Doctor Shopping Employer Required to Pay Benefits

Brent Adams
Attorney
(866) 735-1102 Ext 645
Posted by Brent AdamsJune 01, 2007 4:48 PM

An employer's brazen doctor shopping efforts to terminate workers' compensation benefits backfired in a recent case. A decision of the North Carolina Industrial Commission granted full workers' compensation benefits to an injured employee and found that the employer's efforts to deny benefits constituted stubborn and unfounded litigiousness and that the appeals were brought by the employer without reasonable grounds. The North Carolina Court of Appeals affirmed this decision. As a result, the employer will now be required to pay attorney fees to the injured employee's attorney.

The case, Bird v. Ecofibers, Inc., involved a worker who had broken his ankle and suffered two compound fractures in his leg.

The accident was clearly compensable and the only issue was whether the employee could return to work.

The employer contacted the injured employee and told him to return to work by May 5, 2003. the employee relayed the message that he did not believe he was capable of full duty work and wanted to wait until a functional capacity examination was done to determine his limitations. A week before this functional capacity examination was scheduled, the employer fired the employee and filed an Application to Terminate Benefits based upon the employee's refusal to accept "suitable employment."

After surgery for his broken leg and ankle, the doctors determined that there was a non-union of the fracture (the bones did not grow back together) at the fracture site and that further surgery was recommended.

The employer sought a second opinion from a doctor who concluded that there was a non-union to the fracture and that surgery should be done. Not satisfied with this, the employer sent the injured worker to a third doctor who recommended the use of a bone stimulator to resolve the broken leg but concluded that if the bones did not heal over the next several months, surgery would be needed to correct the non-union.

The injured worker used a bone stimulator, but the fracture still did not heal.

The worker's original doctor left his practice and the employer sent the injured worker to yet another doctor who testified that even though the bones had not healed, the employee was able to return to full duty work. This doctor acknowledged that the bones could only be healed by surgery and a bone graft. However, he stated that such surgery was unnecessary and that, despite the ongoing pain and discomfort, the injured worker had reached maximum medical improvement and could return to work.

Fortunately, the Industrial Commission did not buy this doctor's testimony.

The Industrial Commission found that the employee's refusal to return to work was justified and that the employer's efforts to terminate the worker's benefits was without reasonable grounds.

In upholding the decision of the North Carolina Industrial Commission, the North Carolina Court of Appeals noted that the employee's own testimony as to his pain and his inability to work was competent evidence to support the Industrial Commission's finding that the employee was not able to return to work.
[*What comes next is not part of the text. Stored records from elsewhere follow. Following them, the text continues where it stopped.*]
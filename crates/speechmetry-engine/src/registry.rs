use crate::engine_trait::Transcriber;
use speechmetry_core::TranscriptionError;
use std::collections::HashMap;

pub struct TranscriberRegistry {
    factories: HashMap<String, fn() -> Box<dyn Transcriber>>,
}

impl TranscriberRegistry {
    pub fn new() -> Self {
        let mut registry = Self {
            factories: HashMap::new(),
        };
        registry.register("scripted", || {
            Box::new(crate::scripted::ScriptedTranscriber::new())
        });
        registry
    }

    pub fn register(&mut self, name: &str, factory: fn() -> Box<dyn Transcriber>) {
        self.factories.insert(name.to_string(), factory);
    }

    pub fn create(&self, name: &str) -> Result<Box<dyn Transcriber>, TranscriptionError> {
        self.factories
            .get(name)
            .map(|f| f())
            .ok_or_else(|| TranscriptionError::EngineNotFound(name.to_string()))
    }

    pub fn list_engines(&self) -> Vec<&str> {
        self.factories.keys().map(|s| s.as_str()).collect()
    }
}

impl Default for TranscriberRegistry {
    fn default() -> Self {
        Self::new()
    }
}
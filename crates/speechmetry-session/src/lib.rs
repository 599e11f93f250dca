mod analyzer;
pub mod handle;
pub mod session;

pub use analyzer::AnalysisSnapshot;
pub use handle::SessionHandle;
pub use session::{Mode, RecordingSession, SessionOutcome};
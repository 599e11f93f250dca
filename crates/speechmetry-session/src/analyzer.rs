use crate::handle::SessionHandle;
use speechmetry_audio::SilenceDetector;
use speechmetry_core::{AudioChunk, PauseStats, TranscriptEvent, TranscriptionError};
use speechmetry_engine::{Transcriber, TranscriptReconciler};
use std::time::{Duration, Instant};
use tokio::sync::{mpsc, oneshot};

/// Upper bound on the retained audio payload (10 minutes at 48 kHz).
const MAX_RECORDED_SAMPLES: usize = 48_000 * 60 * 10;

/// Frozen producer state handed back when the analyzer stops.
#[derive(Debug)]
pub struct AnalysisSnapshot {
    pub pause_stats: PauseStats,
    pub final_transcript: String,
    pub first_speech_offset: Option<f64>,
    pub recorded: Vec<f32>,
    pub sample_rate: u32,
}

pub(crate) enum AnalyzerCommand {
    Stop {
        reply: oneshot::Sender<AnalysisSnapshot>,
    },
}

pub(crate) struct AnalyzerWorker {
    pub cmd_tx: mpsc::UnboundedSender<AnalyzerCommand>,
    pub fatal_rx: mpsc::UnboundedReceiver<String>,
    pub join: tokio::task::JoinHandle<()>,
}

/// Spawn the serialized analysis loop.
///
/// Audio ticks, transcript events and the wall-clock timer all land in one
/// `select!` so every handler runs atomically with respect to the others.
/// Per-event work stays short; the O(m*n) text metrics run only after stop,
/// outside this loop.
pub(crate) fn spawn(
    mut audio_rx: mpsc::UnboundedReceiver<AudioChunk>,
    engine: Option<Box<dyn Transcriber>>,
    mut event_rx: mpsc::UnboundedReceiver<TranscriptEvent>,
    mut detector: SilenceDetector,
    handle: SessionHandle,
    configured_sample_rate: u32,
) -> AnalyzerWorker {
    let (cmd_tx, mut cmd_rx) = mpsc::unbounded_channel::<AnalyzerCommand>();
    let (fatal_tx, fatal_rx) = mpsc::unbounded_channel::<String>();

    let join = tokio::spawn(async move {
        let started = Instant::now();
        let mut reconciler = TranscriptReconciler::new();
        let mut ticker = tokio::time::interval(Duration::from_secs(1));
        let mut recorded: Vec<f32> = Vec::new();
        let mut sample_rate = configured_sample_rate;
        let mut engine_down = false;
        let mut audio_closed = false;
        let mut events_closed = false;

        loop {
            tokio::select! {
                biased;
                cmd = cmd_rx.recv() => {
                    // Everything that arrived before the stop still counts:
                    // drain queued audio, shut the engine down, then drain
                    // the events the engine emitted on the way out.
                    while let Ok(chunk) = audio_rx.try_recv() {
                        sample_rate = chunk.sample_rate;
                        detector.process(&chunk);
                        if let Some(ratio) = detector.ratio() {
                            handle.set_pause_ratio(ratio as f32);
                        }
                        if recorded.len() < MAX_RECORDED_SAMPLES {
                            recorded.extend_from_slice(&chunk.samples);
                        }
                        if let Some(ref engine) = engine {
                            if !engine_down {
                                match engine.feed_audio(chunk).await {
                                    Ok(()) => {}
                                    Err(TranscriptionError::AccessDenied(reason)) => {
                                        tracing::error!(
                                            "transcription access denied: {reason}"
                                        );
                                        let _ = fatal_tx.send(reason);
                                        engine_down = true;
                                    }
                                    Err(e) => {
                                        tracing::warn!("engine fault, transcript frozen: {e}");
                                        engine_down = true;
                                    }
                                }
                            }
                        }
                    }
                    if let Some(ref engine) = engine {
                        if let Err(e) = engine.shutdown().await {
                            tracing::warn!("engine shutdown failed: {e}");
                        }
                    }
                    while let Ok(mut event) = event_rx.try_recv() {
                        event.offset_secs = started.elapsed().as_secs_f64();
                        reconciler.apply(&event);
                        handle.set_word_count(reconciler.word_count());
                    }
                    match cmd {
                        Some(AnalyzerCommand::Stop { reply }) => {
                            let snapshot = AnalysisSnapshot {
                                pause_stats: detector.stats(),
                                final_transcript: reconciler.final_transcript().to_string(),
                                first_speech_offset: reconciler.first_speech_offset(),
                                recorded,
                                sample_rate,
                            };
                            let _ = reply.send(snapshot);
                        }
                        None => {
                            tracing::debug!("session dropped, analyzer shutting down");
                        }
                    }
                    break;
                }
                chunk = audio_rx.recv(), if !audio_closed => {
                    match chunk {
                        Some(chunk) => {
                            sample_rate = chunk.sample_rate;
                            detector.process(&chunk);
                            if let Some(ratio) = detector.ratio() {
                                handle.set_pause_ratio(ratio as f32);
                            }
                            if recorded.len() < MAX_RECORDED_SAMPLES {
                                recorded.extend_from_slice(&chunk.samples);
                            }
                            if let Some(ref engine) = engine {
                                if !engine_down {
                                    match engine.feed_audio(chunk).await {
                                        Ok(()) => {}
                                        Err(TranscriptionError::AccessDenied(reason)) => {
                                            tracing::error!(
                                                "transcription access denied: {reason}"
                                            );
                                            let _ = fatal_tx.send(reason);
                                            engine_down = true;
                                        }
                                        Err(e) => {
                                            // Transient fault: keep the transcript
                                            // accumulated so far, stop feeding.
                                            tracing::warn!("engine fault, transcript frozen: {e}");
                                            engine_down = true;
                                        }
                                    }
                                }
                            }
                        }
                        None => audio_closed = true,
                    }
                }
                event = event_rx.recv(), if !events_closed => {
                    match event {
                        Some(mut event) => {
                            event.offset_secs = started.elapsed().as_secs_f64();
                            reconciler.apply(&event);
                            handle.set_word_count(reconciler.word_count());
                        }
                        None => events_closed = true,
                    }
                }
                _ = ticker.tick() => {
                    handle.set_elapsed_secs(started.elapsed().as_secs());
                }
            }
        }
    });

    AnalyzerWorker {
        cmd_tx,
        fatal_rx,
        join,
    }
}
use crate::payload::SubmissionPayload;
use async_trait::async_trait;
use speechmetry_core::SubmitError;

/// A sink that receives a completed session's feature payload and forwards
/// it somewhere.
///
/// Implementations are registered via [`SinkRegistry`](crate::SinkRegistry)
/// and receive one [`SubmissionPayload`] per completed session.
#[async_trait]
pub trait SubmissionSink: Send + Sync {
    /// Returns the sink's plugin name (e.g. `"file"`, `"log"`).
    fn name(&self) -> &str;
    /// One-time initialisation with sink-specific TOML configuration.
    async fn initialize(&mut self, config: toml::Value) -> Result<(), SubmitError>;
    /// Deliver a completed session's payload.
    async fn submit(&self, payload: &SubmissionPayload) -> Result<(), SubmitError>;
    /// Returns `true` if the sink is currently able to accept payloads.
    fn is_healthy(&self) -> bool;
    /// Gracefully shut down the sink, releasing resources.
    async fn shutdown(&self) -> Result<(), SubmitError>;
}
In upholding the Industrial Commission's ruling that the employer's efforts to terminate benefits was stubborn and unfounded, the appellant court noted that the employer sought a third opinion from still another doctor and that all of these doctors confirmed that if a bone stimulator could not help unionize the bone, surgery would be necessary. It also noted that even the doctor who said the employee could return to full work status was aware that the employee's bones had not healed.